Timber-framed with three gables and crooked windows, and almost 500 years old, the inn has obviously had to undergo some alteration and modernisation, but this is minimal. In an upstairs landing is said to be a priest’s hiding hole a secretive place built into the fabric of many such buildings at the time of the Reformation and this one may well have been used in the 18th century by the notorious highwayman, Dick Turpin. He struck fear into the hearts and minds of many wealthy travellers on this route and is supposed to have often used this inn as a place to rest and, no doubt, count his stolen money.
A faded poster on the wall of the bar reads: ‘Wanted. Knowne highwayman and rogue, Dick Turpin. For robberie and grievous offence upoune travellers on ye London to Cambridge coach. He has been espied in company at ye Cock Inn’. Had he been caught at the inn, a prison cell wasn’t very far away. Like many inns of that time the Cock was also used as a courthouse and jail, both housed in a part of the building that adjoined its south side.
It's doubtful that any prisoners were held or tried here in the 19th century and the courthouse and jail eventually housed a shop and a coal merchants, both surviving until the 1960s. At that time local planners put forward a road widening scheme to improve the junction by demolishing the Cock, but at the ensuing public inquiry the inn was saved and in 1965 only the former courthouse and jail was taken down. The timber framework that supported the wall between the inn and the courthouse now forms the Cock's exterior wall facing Dunmow Road.
The inn also holds a replica of the Key of Hockerill a larger than life key weighing some 50lbs the original of which may well have been a symbolic key of justice associated with the inn’s old courthouse. In the 19th century, however, it became the symbol of a humorous society known as the Hockerill Club, founded by Samuel Game harness maker of Hockerill and Duke Newton.

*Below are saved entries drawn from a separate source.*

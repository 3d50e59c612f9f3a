// Copyright (c) 2025 TexasFortress.AI
// This Source Code Form is subject to the terms of the Mozilla Public
// License, v. 2.0. If a copy of the MPL was not distributed with this
// file, You can obtain one at http://mozilla.org/MPL/2.0/.

//! Full and incremental sync runs against the fake mail server.

#[cfg(test)]
mod sync_end_to_end_tests {
    use std::sync::Arc;

    use async_trait::async_trait;
    use chrono::Utc;

    use crate::common::{account, in_process_gateway, CountingStore};
    use mailbridge::gateway::{Gateway, GatewayError, MailboxGateway, Operation, OperationResult};
    use mailbridge::imap::Credentials;
    use mailbridge::store::{folder_reference, AnchorKind, MailStore, NewMessage};
    use mailbridge::sync::{default_reconcilers, NoProgress, SyncError, SyncMode, SyncOrchestrator};
    use mailbridge::testing::{FakeEvent, FakeMailServer};

    const PAGE: u32 = 40;

    fn mailbox() -> FakeMailServer {
        let server = FakeMailServer::new();
        server.add_folder("INBOX", 100);
        server.add_folder("Sent", 5);
        server.add_folder("Trash", 2);
        server
    }

    /// Stores the three newest INBOX messages as if an earlier run had.
    async fn seed_newest_three(store: &CountingStore) {
        let anchor = store
            .inner
            .create_anchor("INBOX", AnchorKind::Folder, &folder_reference("INBOX"))
            .await
            .unwrap();
        for n in 98..=100 {
            store
                .inner
                .create_message(&NewMessage {
                    reference: FakeMailServer::message_id("INBOX", n),
                    from_address: None,
                    reply_address: None,
                    subject: String::new(),
                    unread: true,
                    date: Utc::now(),
                    content: String::new(),
                    outgoing: false,
                    anchor_id: anchor.id,
                })
                .await
                .unwrap();
        }
        store.inner.commit().await.unwrap();
    }

    fn fetched_folders(server: &FakeMailServer) -> Vec<String> {
        server
            .events()
            .into_iter()
            .filter_map(|e| match e {
                FakeEvent::FetchBodies(folder, _) => Some(folder),
                _ => None,
            })
            .collect()
    }

    #[tokio::test]
    async fn test_full_sync_fetches_only_missing_newest_page() {
        let server = mailbox();
        let store = Arc::new(CountingStore::in_memory().await);
        seed_newest_three(&store).await;

        let orchestrator = SyncOrchestrator::new(Arc::new(in_process_gateway(&server)), store.clone(), PAGE);
        let report = orchestrator
            .run(&account("alice", "alice@example.com"), SyncMode::Full, &NoProgress)
            .await
            .unwrap();

        let inbox = &report.folders[0];
        assert_eq!(inbox.folder, "INBOX");
        assert_eq!(inbox.created, 37);
        assert_eq!(report.folders[1].created, 5);
        assert_eq!(report.folders.len(), 2);
        assert_eq!(store.commits(), 2);

        let fetched = fetched_folders(&server);
        assert_eq!(fetched.iter().filter(|f| *f == "INBOX").count(), 37);
        assert!(!fetched.iter().any(|f| f == "Trash"));
        assert_eq!(server.bodies_fetched(), 42);

        let anchors = store.find_anchors(&folder_reference("INBOX")).await.unwrap();
        let stored = store.anchor_messages(anchors[0].id).await.unwrap();
        assert_eq!(stored.len(), 40);
        let oldest_fetched = FakeMailServer::message_id("INBOX", 61);
        assert!(stored.iter().any(|m| m.reference == oldest_fetched));
        let outside_window = FakeMailServer::message_id("INBOX", 60);
        assert!(!stored.iter().any(|m| m.reference == outside_window));
    }

    #[tokio::test]
    async fn test_second_run_is_idempotent() {
        let server = mailbox();
        let store = Arc::new(CountingStore::in_memory().await);
        let orchestrator = SyncOrchestrator::new(Arc::new(in_process_gateway(&server)), store.clone(), PAGE)
            .with_reconcilers(default_reconcilers());
        let alice = account("alice", "alice@example.com");

        let first = orchestrator.run(&alice, SyncMode::Full, &NoProgress).await.unwrap();
        assert_eq!(first.total_created(), 45);
        let bodies = server.bodies_fetched();

        let second = orchestrator.run(&alice, SyncMode::Full, &NoProgress).await.unwrap();
        assert_eq!(second.total_created(), 0);
        assert_eq!(server.bodies_fetched(), bodies);
        assert_eq!(store.find_anchors(&folder_reference("INBOX")).await.unwrap().len(), 1);
    }

    #[tokio::test]
    async fn test_incremental_covers_inbox_and_sent_only() {
        let server = mailbox();
        server.add_folder("Archive", 3);
        let store = Arc::new(CountingStore::in_memory().await);
        let orchestrator = SyncOrchestrator::new(Arc::new(in_process_gateway(&server)), store.clone(), PAGE);

        let report = orchestrator
            .run(&account("alice", "alice@example.com"), SyncMode::Incremental, &NoProgress)
            .await
            .unwrap();

        let folders: Vec<&str> = report.folders.iter().map(|f| f.folder.as_str()).collect();
        assert_eq!(folders, vec!["INBOX", "Sent"]);
        assert!(!fetched_folders(&server).iter().any(|f| f == "Archive"));
    }

    /// Fails every operation on one folder.
    struct BrokenFolder {
        inner: Gateway,
        folder: &'static str,
    }

    #[async_trait]
    impl MailboxGateway for BrokenFolder {
        async fn execute(&self, credentials: &Credentials, operation: Operation) -> Result<OperationResult, GatewayError> {
            if operation.folder() == Some(self.folder) {
                return Err(GatewayError::Transport {
                    status: "NO".to_string(),
                    message: format!("{} is unavailable", self.folder),
                });
            }
            self.inner.execute(credentials, operation).await
        }
    }

    #[tokio::test]
    async fn test_failure_keeps_earlier_folders_committed() {
        let server = mailbox();
        let store = Arc::new(CountingStore::in_memory().await);
        let gateway = BrokenFolder {
            inner: in_process_gateway(&server),
            folder: "Sent",
        };
        let orchestrator = SyncOrchestrator::new(Arc::new(gateway), store.clone(), PAGE);

        let err = orchestrator
            .run(&account("alice", "alice@example.com"), SyncMode::Full, &NoProgress)
            .await
            .unwrap_err();
        assert!(matches!(err, SyncError::Gateway(GatewayError::Transport { .. })));
        assert_eq!(store.commits(), 1);

        let anchors = store.find_anchors(&folder_reference("INBOX")).await.unwrap();
        assert_eq!(store.anchor_messages(anchors[0].id).await.unwrap().len(), 40);
        assert!(store.find_anchors(&folder_reference("Sent")).await.unwrap().is_empty());
    }
}
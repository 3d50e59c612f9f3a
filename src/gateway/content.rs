// Copyright (c) 2025 TexasFortress.AI
// This Source Code Form is subject to the terms of the Mozilla Public
// License, v. 2.0. If a copy of the MPL was not distributed with this
// file, You can obtain one at http://mozilla.org/MPL/2.0/.

//! Flattens a MIME tree into its leaf parts.

use base64::{engine::general_purpose::STANDARD as BASE64, Engine as _};
use log::warn;
use mail_parser::{Message, MessagePart, MimeHeaders, PartType};
use thiserror::Error;

use crate::gateway::result::ContentPart;

#[derive(Debug, Error, Clone, PartialEq, Eq)]
pub enum ContentError {
    /// One leaf could not be decoded; the rest of the message is still usable.
    #[error("Part {index} ({mime_type}) could not be decoded")]
    PartDecode { index: usize, mime_type: String },

    #[error("Message could not be parsed")]
    Unparseable,
}

/// Leaf parts of `raw` in depth-first order. Undecodable leaves are dropped
/// with a warning.
pub fn flatten(raw: &[u8]) -> Result<Vec<ContentPart>, ContentError> {
    let message = Message::parse(raw).ok_or(ContentError::Unparseable)?;
    let mut parts = Vec::new();
    collect(&message, 0, &mut parts);
    Ok(parts)
}

fn collect(message: &Message<'_>, part_id: usize, out: &mut Vec<ContentPart>) {
    let Some(part) = message.part(part_id) else {
        warn!("MIME part {} referenced but missing", part_id);
        return;
    };

    match &part.body {
        PartType::Multipart(children) => {
            for child in children {
                collect(message, *child, out);
            }
        }
        PartType::Message(nested) => collect(nested, 0, out),
        _ => match leaf(part_id, part) {
            Ok(content) => out.push(content),
            Err(e) => warn!("Dropping MIME part: {}", e),
        },
    }
}

fn mime_type(part: &MessagePart<'_>) -> String {
    part.content_type()
        .map(|ct| match ct.subtype() {
            Some(sub) => format!("{}/{}", ct.ctype(), sub),
            None => ct.ctype().to_string(),
        })
        .unwrap_or_else(|| "text/plain".to_string())
        .to_ascii_lowercase()
}

fn leaf(index: usize, part: &MessagePart<'_>) -> Result<ContentPart, ContentError> {
    let mime_type = mime_type(part);
    if part.is_encoding_problem {
        return Err(ContentError::PartDecode { index, mime_type });
    }
    let text = match &part.body {
        PartType::Text(text) | PartType::Html(text) => text.to_string(),
        PartType::Binary(bytes) | PartType::InlineBinary(bytes) => match std::str::from_utf8(bytes) {
            Ok(text) if mime_type.starts_with("text/") => text.to_string(),
            _ => BASE64.encode(bytes),
        },
        PartType::Multipart(_) | PartType::Message(_) => {
            return Err(ContentError::PartDecode { index, mime_type });
        }
    };
    Ok(ContentPart { mime_type, text })
}

#[cfg(test)]
mod tests {
    use super::*;

    const NESTED: &str = "From: a@example.com\r\n\
Subject: nested\r\n\
MIME-Version: 1.0\r\n\
Content-Type: multipart/mixed; boundary=\"outer\"\r\n\
\r\n\
--outer\r\n\
Content-Type: multipart/alternative; boundary=\"inner\"\r\n\
\r\n\
--inner\r\n\
Content-Type: text/plain; charset=utf-8\r\n\
\r\n\
plain body\r\n\
--inner\r\n\
Content-Type: text/html; charset=utf-8\r\n\
\r\n\
<p>html body</p>\r\n\
--inner--\r\n\
--outer\r\n\
Content-Type: application/octet-stream\r\n\
Content-Transfer-Encoding: base64\r\n\
\r\n\
AAEC\r\n\
--outer--\r\n";

    #[test]
    fn test_two_level_multipart_flattens_depth_first() {
        let parts = flatten(NESTED.as_bytes()).unwrap();
        assert_eq!(parts.len(), 3);
        assert_eq!(parts[0].mime_type, "text/plain");
        assert!(parts[0].text.contains("plain body"));
        assert_eq!(parts[1].mime_type, "text/html");
        assert_eq!(parts[2].mime_type, "application/octet-stream");
        assert_eq!(parts[2].text, "AAEC");
    }

    #[test]
    fn test_undecodable_leaf_is_dropped() {
        let mut message = Message::parse(NESTED.as_bytes()).unwrap();
        let html = message
            .parts
            .iter()
            .position(|p| mime_type(p) == "text/html")
            .unwrap();
        message.parts[html].is_encoding_problem = true;

        assert_eq!(
            leaf(html, &message.parts[html]),
            Err(ContentError::PartDecode {
                index: html,
                mime_type: "text/html".to_string(),
            })
        );

        let mut parts = Vec::new();
        collect(&message, 0, &mut parts);
        let types: Vec<_> = parts.iter().map(|p| p.mime_type.as_str()).collect();
        assert_eq!(types, vec!["text/plain", "application/octet-stream"]);
        assert!(parts[0].text.contains("plain body"));
    }

    #[test]
    fn test_single_part_message() {
        let raw = "From: a@example.com\r\nSubject: hi\r\n\r\nJust text\r\n";
        let parts = flatten(raw.as_bytes()).unwrap();
        assert_eq!(parts.len(), 1);
        assert_eq!(parts[0].mime_type, "text/plain");
        assert!(parts[0].text.starts_with("Just text"));
    }
}
// Copyright (c) 2025 TexasFortress.AI
// This Source Code Form is subject to the terms of the Mozilla Public
// License, v. 2.0. If a copy of the MPL was not distributed with this
// file, You can obtain one at http://mozilla.org/MPL/2.0/.

//! The HTTP client against a live server: same contract as in-process.

#[cfg(test)]
mod gateway_http_tests {
    use std::net::TcpListener;
    use std::sync::Arc;
    use std::time::Duration;

    use actix_web::dev::ServerHandle;
    use actix_web::{web::Data, App, HttpServer};

    use crate::common::{account, in_process_gateway, CountingStore};
    use mailbridge::api::{configure_rest_service, AppState};
    use mailbridge::gateway::{GatewayClient, GatewayError, MailboxGateway, Operation, OperationResult};
    use mailbridge::imap::{Credentials, HeaderQuery};
    use mailbridge::pool::PoolError;
    use mailbridge::sync::{NoProgress, SyncMode, SyncOrchestrator};
    use mailbridge::testing::FakeMailServer;

    fn start_server(server: &FakeMailServer) -> (String, ServerHandle) {
        let listener = TcpListener::bind("127.0.0.1:0").unwrap();
        let address = listener.local_addr().unwrap();
        let state = Data::new(AppState {
            gateway: Arc::new(in_process_gateway(server)),
        });
        let http = HttpServer::new(move || App::new().app_data(state.clone()).configure(configure_rest_service))
            .workers(1)
            .listen(listener)
            .unwrap()
            .run();
        let handle = http.handle();
        actix_web::rt::spawn(http);
        (format!("http://{}", address), handle)
    }

    fn creds() -> Credentials {
        Credentials::new("imap.example.com", 993, "alice@example.com", "secret")
    }

    #[actix_web::test]
    async fn test_client_round_trips_operations() {
        let server = FakeMailServer::new();
        server.add_folder("INBOX", 5);
        server.add_folder("Old Mail", 1);
        let (url, handle) = start_server(&server);
        let client = GatewayClient::new(&url, Duration::from_secs(10)).unwrap();

        let folders = client.execute(&creds(), Operation::AccountInfo).await.unwrap();
        assert_eq!(
            folders,
            OperationResult::Folders(vec!["INBOX".to_string(), "Old Mail".to_string()])
        );

        let status = client
            .execute(
                &creds(),
                Operation::FolderInfo {
                    folder: "Old Mail".to_string(),
                },
            )
            .await
            .unwrap()
            .into_folder()
            .unwrap();
        assert!(status.exists);
        assert_eq!(status.count, 1);

        let headers = client
            .execute(
                &creds(),
                Operation::MessageHeaders {
                    folder: "INBOX".to_string(),
                    window: HeaderQuery::Sequence { from: 4, to: 5 },
                },
            )
            .await
            .unwrap()
            .into_headers()
            .unwrap();
        let ids: Vec<&str> = headers.iter().map(|h| h.remote_id.as_str()).collect();
        assert_eq!(ids, vec!["<inbox-4@example.com>", "<inbox-5@example.com>"]);

        let flagged = client
            .execute(
                &creds(),
                Operation::SetFlag {
                    message_id: "<inbox-2@example.com>".to_string(),
                },
            )
            .await
            .unwrap();
        assert_eq!(flagged, OperationResult::Count(1));

        handle.stop(true).await;
    }

    #[actix_web::test]
    async fn test_client_maps_error_bodies() {
        let server = FakeMailServer::new();
        server.fail_next_connects(1);
        let (url, handle) = start_server(&server);
        let client = GatewayClient::new(&url, Duration::from_secs(10)).unwrap();

        let err = client.execute(&creds(), Operation::AccountInfo).await.unwrap_err();
        assert!(
            matches!(err, GatewayError::Connection(PoolError::Connection { .. })),
            "got {:?}",
            err
        );

        let err = client
            .execute(
                &creds(),
                Operation::MessageContent {
                    folder: "INBOX".to_string(),
                    seqs: Vec::new(),
                },
            )
            .await
            .unwrap_err();
        assert!(matches!(err, GatewayError::Protocol(_)), "got {:?}", err);

        handle.stop(true).await;
    }

    #[actix_web::test]
    async fn test_sync_through_remote_gateway() {
        let server = FakeMailServer::new();
        server.add_folder("INBOX", 8);
        server.add_folder("Trash", 1);
        let (url, handle) = start_server(&server);
        let client = GatewayClient::new(&url, Duration::from_secs(10)).unwrap();
        let store = Arc::new(CountingStore::in_memory().await);

        let report = SyncOrchestrator::new(Arc::new(client), store.clone(), 40)
            .run(&account("alice", "alice@example.com"), SyncMode::Full, &NoProgress)
            .await
            .unwrap();

        assert_eq!(report.total_created(), 8);
        assert_eq!(server.bodies_fetched(), 8);
        assert_eq!(store.commits(), 1);

        handle.stop(true).await;
    }
}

On becoming a member of the club it was customary for a man to buy a round of drinks for all the other members, and he was led to believe that membership would relieve him from the necessity of paying tolls on the highways. The fact was, the member himself was indeed exempt, but whatever mode of transport he was using when he came to a toll, wasn’t!
The original home of the key was at the Crown Inn, but for some unknown reason during the mid 1800s it was transferred to the Cock under armed guard aboard a dung cart. The distance between the inns is only a matter of yards, but at some point between the two it mysteriously disappeared and some time later turned up in Cambridge. Its new owner was then ‘gracious’ enough to allow a replica key to be made at Hughes Foundry in the Causeway, but it seems more than one key was made.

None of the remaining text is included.